The next day I returned and was amazed to find my father out of intensive care and recovering. He went through depression counseling, got back to playing tennis, and he met a woman who brightened his life for a while. A happy ending? Pretty good, it would seem, but the lady friend died suddenly, and my father spent years alone, enjoying only occasional visits from his distant children and grandchildren while going through a lot of medical problems. When he finally had to be moved into a nursing home facility (still mentally sharp at age 100), he was so unhappy that he tried to take his life while he was there. He died a natural death just a few weeks later.

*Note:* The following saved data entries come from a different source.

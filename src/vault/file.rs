//! Reading and writing `.lak` files.
//!
//! The file on disk is only ever replaced by a complete envelope: the new
//! content goes to a temp file in the same directory and is renamed over
//! the target, so an interrupted save leaves the old vault untouched.

use std::fs;
use std::path::Path;

use crate::errors::{LakError, Result};

use super::envelope;
use super::store::VaultStore;

/// Read the envelope text from `path`.
pub fn read_envelope(path: &Path) -> Result<String> {
    if !path.exists() {
        return Err(LakError::NotFound(format!("Vault {}", path.display())));
    }
    Ok(fs::read_to_string(path)?)
}

/// Write `envelope` to `path` **atomically**.
pub fn write_envelope(path: &Path, envelope: &str) -> Result<()> {
    let parent = match path.parent() {
        Some(p) if !p.as_os_str().is_empty() => p,
        _ => Path::new("."),
    };
    let tmp_path = parent.join(format!(
        ".{}.tmp",
        path.file_name().unwrap_or_default().to_string_lossy()
    ));

    fs::write(&tmp_path, envelope)?;

    // Owner-only read/write on Unix before the file takes its real name.
    #[cfg(unix)]
    {
        use std::os::unix::fs::PermissionsExt;
        fs::set_permissions(&tmp_path, fs::Permissions::from_mode(0o600))?;
    }

    if let Err(e) = fs::rename(&tmp_path, path) {
        let _ = fs::remove_file(&tmp_path);
        return Err(e.into());
    }
    Ok(())
}

/// Decrypt the vault at `path` and load its dataset.
pub fn open_vault(path: &Path, password: &[u8]) -> Result<VaultStore> {
    let text = read_envelope(path)?;
    let plaintext = envelope::decrypt(password, &text)?;
    let store = VaultStore::from_serialized(&plaintext)?;
    tracing::info!(path = %path.display(), "opened vault");
    Ok(store)
}

/// Serialize, encrypt, and atomically write `store` to `path`, then clear
/// its dirty flag.
pub fn save_vault(path: &Path, password: &[u8], store: &VaultStore) -> Result<()> {
    let plaintext = store.to_serialized()?;
    let text = envelope::encrypt(password, &plaintext)?;
    write_envelope(path, &text)?;
    store.mark_persisted();
    tracing::info!(path = %path.display(), "saved vault");
    Ok(())
}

As your column suggests, nobody knows just what is “right” in these situations. Well, maybe that’s not true. Some people would say “Simple. Maintain precious life at all costs, no matter how much suffering is involved for the ‘victim’ and his loved ones.” I would disagree.

Phil Clutts
Harrisburg, N.C.

Anonymous said...

I visit my 94-year-old grandmother once a month, and she tells me every time that she is "ready to go." She says such things as "I'm good for nothing," "I'm no good anymore," and "I can't wait to join Grandpa."

She has a number of meds that she takes dialy, it takes her forever to make herself a meal, she can hardly stand and walk, and a personal care worker helps her bathe and dress.

As I sit with her, I cannot help but think that I don't want to be old and I don't want to be alone. I cannot help but feel that if I was ever old AND alone, no way would I stick around any longer than I have to.

Scott Manas
Miami, Florida

Anonymous said...

Jeff, I agree with you and the previous posters on this issue, although if I found that my 89 year old mother or 90 year old father had taken an overdose, I would probably force myself to go back to bed. Both have lived their lives independently and strong, and the only thing I know of that terrifies my father is the thought of lying helplessly in a nursing facility while someone changes his diapers. I have promised him I would never let that happen, although I'm afraid of what such a promise would mean I might have to do. If it just means leaving his medication nearby, I'm fine with that.
The other issue that is germane to this discussion but hasn't arisen is one of faith. People who believe in preserving life no matter what for as long as possible seem to me to be wanting a larger view of humans' place in the order of things. Clinging hopelessly to life shows a terror of death, and how foolish is that? Those who say that pulling the plug is "playing God" have forgotten that putting the plug in was playing God to begin with. The wise person knows that there is "a time to live and a time to die."